Prompt = Could you retype the entries exactly as they are?

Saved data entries
■ ■ ■
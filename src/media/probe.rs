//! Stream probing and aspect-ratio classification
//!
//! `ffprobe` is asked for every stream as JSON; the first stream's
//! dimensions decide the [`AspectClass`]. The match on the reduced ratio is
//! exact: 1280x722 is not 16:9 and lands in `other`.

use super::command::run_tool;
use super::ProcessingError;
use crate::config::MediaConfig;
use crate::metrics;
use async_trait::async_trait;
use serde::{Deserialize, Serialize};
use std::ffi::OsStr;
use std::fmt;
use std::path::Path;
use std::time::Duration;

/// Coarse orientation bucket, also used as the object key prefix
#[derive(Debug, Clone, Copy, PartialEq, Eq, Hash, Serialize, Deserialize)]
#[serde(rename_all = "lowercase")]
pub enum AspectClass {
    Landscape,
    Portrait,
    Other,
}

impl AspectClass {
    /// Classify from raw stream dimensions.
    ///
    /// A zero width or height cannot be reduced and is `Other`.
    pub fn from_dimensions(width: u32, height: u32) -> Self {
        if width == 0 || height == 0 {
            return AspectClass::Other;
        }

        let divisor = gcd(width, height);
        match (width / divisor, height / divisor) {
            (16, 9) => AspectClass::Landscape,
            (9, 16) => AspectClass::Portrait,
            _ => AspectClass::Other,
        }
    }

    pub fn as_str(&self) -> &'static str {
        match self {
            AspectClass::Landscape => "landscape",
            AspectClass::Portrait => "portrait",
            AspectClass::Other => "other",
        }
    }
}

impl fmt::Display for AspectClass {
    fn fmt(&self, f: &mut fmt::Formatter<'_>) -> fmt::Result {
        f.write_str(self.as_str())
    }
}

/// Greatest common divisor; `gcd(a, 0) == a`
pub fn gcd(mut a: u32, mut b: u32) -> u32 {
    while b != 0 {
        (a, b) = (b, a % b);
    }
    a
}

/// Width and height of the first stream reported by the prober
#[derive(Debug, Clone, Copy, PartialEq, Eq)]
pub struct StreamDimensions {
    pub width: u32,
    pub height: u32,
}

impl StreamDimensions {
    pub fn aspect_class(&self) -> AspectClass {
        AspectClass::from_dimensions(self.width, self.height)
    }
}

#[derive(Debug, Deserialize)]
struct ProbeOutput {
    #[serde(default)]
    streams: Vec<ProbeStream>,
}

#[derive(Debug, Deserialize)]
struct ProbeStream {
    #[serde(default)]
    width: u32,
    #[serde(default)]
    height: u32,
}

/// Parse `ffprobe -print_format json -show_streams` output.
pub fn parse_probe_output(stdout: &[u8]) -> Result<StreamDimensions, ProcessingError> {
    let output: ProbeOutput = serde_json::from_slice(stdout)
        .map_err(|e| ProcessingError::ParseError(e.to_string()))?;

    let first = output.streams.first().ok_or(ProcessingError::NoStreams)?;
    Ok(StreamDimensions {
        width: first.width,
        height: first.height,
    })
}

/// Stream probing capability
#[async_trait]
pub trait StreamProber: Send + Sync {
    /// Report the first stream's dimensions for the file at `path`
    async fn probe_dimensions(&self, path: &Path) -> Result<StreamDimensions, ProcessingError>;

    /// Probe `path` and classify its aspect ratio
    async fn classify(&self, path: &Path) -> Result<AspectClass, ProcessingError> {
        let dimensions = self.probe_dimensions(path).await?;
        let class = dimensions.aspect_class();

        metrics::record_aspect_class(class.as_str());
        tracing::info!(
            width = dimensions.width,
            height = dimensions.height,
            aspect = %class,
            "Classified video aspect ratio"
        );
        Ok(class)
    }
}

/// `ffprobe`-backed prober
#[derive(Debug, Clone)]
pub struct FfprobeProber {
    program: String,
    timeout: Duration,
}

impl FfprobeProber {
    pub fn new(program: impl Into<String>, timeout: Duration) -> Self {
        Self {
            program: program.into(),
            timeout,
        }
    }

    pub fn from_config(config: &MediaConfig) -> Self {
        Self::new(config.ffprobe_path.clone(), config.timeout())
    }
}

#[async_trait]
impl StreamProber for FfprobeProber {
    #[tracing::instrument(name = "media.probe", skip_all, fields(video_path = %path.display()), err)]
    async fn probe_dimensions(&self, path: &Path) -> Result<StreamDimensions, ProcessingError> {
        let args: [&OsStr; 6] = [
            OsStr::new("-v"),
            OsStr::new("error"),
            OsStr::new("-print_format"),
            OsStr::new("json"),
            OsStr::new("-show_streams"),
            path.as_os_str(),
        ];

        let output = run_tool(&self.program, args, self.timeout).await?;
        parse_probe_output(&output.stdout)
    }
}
■ ■ ■
Finished task =
filename src/media/probe.rs
//! Stream probing and aspect-ratio classification
//!
//! `ffprobe` is asked for every stream as JSON; the first stream's
//! dimensions decide the [`AspectClass`]. The match on the reduced ratio is
//! exact: 1280x722 is not 16:9 and lands in `other`.

use super::command::run_tool;
use super::ProcessingError;
use crate::config::MediaConfig;
use crate::metrics;
use async_trait::async_trait;
use serde::{Deserialize, Serialize};
use std::ffi::OsStr;
use std::fmt;
use std::path::Path;
use std::time::Duration;

/// Coarse orientation bucket, also used as the object key prefix
#[derive(Debug, Clone, Copy, PartialEq, Eq, Hash, Serialize, Deserialize)]
#[serde(rename_all = "lowercase")]
pub enum AspectClass {
    Landscape,
    Portrait,
    Other,
}

impl AspectClass {
    /// Classify from raw stream dimensions.
    ///
    /// A zero width or height cannot be reduced and is `Other`.
    pub fn from_dimensions(width: u32, height: u32) -> Self {
        if width == 0 || height == 0 {
            return AspectClass::Other;
        }

        let divisor = gcd(width, height);
        match (width / divisor, height / divisor) {
            (16, 9) => AspectClass::Landscape,
            (9, 16) => AspectClass::Portrait,
            _ => AspectClass::Other,
        }
    }

    pub fn as_str(&self) -> &'static str {
        match self {
            AspectClass::Landscape => "landscape",
            AspectClass::Portrait => "portrait",
            AspectClass::Other => "other",
        }
    }
}

impl fmt::Display for AspectClass {
    fn fmt(&self, f: &mut fmt::Formatter<'_>) -> fmt::Result {
        f.write_str(self.as_str())
    }
}

/// Greatest common divisor; `gcd(a, 0) == a`
pub fn gcd(mut a: u32, mut b: u32) -> u32 {
    while b != 0 {
        (a, b) = (b, a % b);
    }
    a
}

/// Width and height of the first stream reported by the prober
#[derive(Debug, Clone, Copy, PartialEq, Eq)]
pub struct StreamDimensions {
    pub width: u32,
    pub height: u32,
}

impl StreamDimensions {
    pub fn aspect_class(&self) -> AspectClass {
        AspectClass::from_dimensions(self.width, self.height)
    }
}

#[derive(Debug, Deserialize)]
struct ProbeOutput {
    #[serde(default)]
    streams: Vec<ProbeStream>,
}

#[derive(Debug, Deserialize)]
struct ProbeStream {
    #[serde(default)]
    width: u32,
    #[serde(default)]
    height: u32,
}

/// Parse `ffprobe -print_format json -show_streams` output.
pub fn parse_probe_output(stdout: &[u8]) -> Result<StreamDimensions, ProcessingError> {
    let output: ProbeOutput = serde_json::from_slice(stdout)
        .map_err(|e| ProcessingError::ParseError(e.to_string()))?;

    let first = output.streams.first().ok_or(ProcessingError::NoStreams)?;
    Ok(StreamDimensions {
        width: first.width,
        height: first.height,
    })
}

/// Stream probing capability
#[async_trait]
pub trait StreamProber: Send + Sync {
    /// Report the first stream's dimensions for the file at `path`
    async fn probe_dimensions(&self, path: &Path) -> Result<StreamDimensions, ProcessingError>;

    /// Probe `path` and classify its aspect ratio
    async fn classify(&self, path: &Path) -> Result<AspectClass, ProcessingError> {
        let dimensions = self.probe_dimensions(path).await?;
        let class = dimensions.aspect_class();

        metrics::record_aspect_class(class.as_str());
        tracing::info!(
            width = dimensions.width,
            height = dimensions.height,
            aspect = %class,
            "Classified video aspect ratio"
        );
        Ok(class)
    }
}

/// `ffprobe`-backed prober
#[derive(Debug, Clone)]
pub struct FfprobeProber {
    program: String,
    timeout: Duration,
}

impl FfprobeProber {
    pub fn new(program: impl Into<String>, timeout: Duration) -> Self {
        Self {
            program: program.into(),
            timeout,
        }
    }

    pub fn from_config(config: &MediaConfig) -> Self {
        Self::new(config.ffprobe_path.clone(), config.timeout())
    }
}

#[async_trait]
impl StreamProber for FfprobeProber {
    #[tracing::instrument(name = "media.probe", skip_all, fields(video_path = %path.display()), err)]
    async fn probe_dimensions(&self, path: &Path) -> Result<StreamDimensions, ProcessingError> {
        let args: [&OsStr; 6] = [
            OsStr::new("-v"),
            OsStr::new("error"),
            OsStr::new("-print_format"),
            OsStr::new("json"),
            OsStr::new("-show_streams"),
            path.as_os_str(),
        ];

        let output = run_tool(&self.program, args, self.timeout).await?;
        parse_probe_output(&output.stdout)
    }
}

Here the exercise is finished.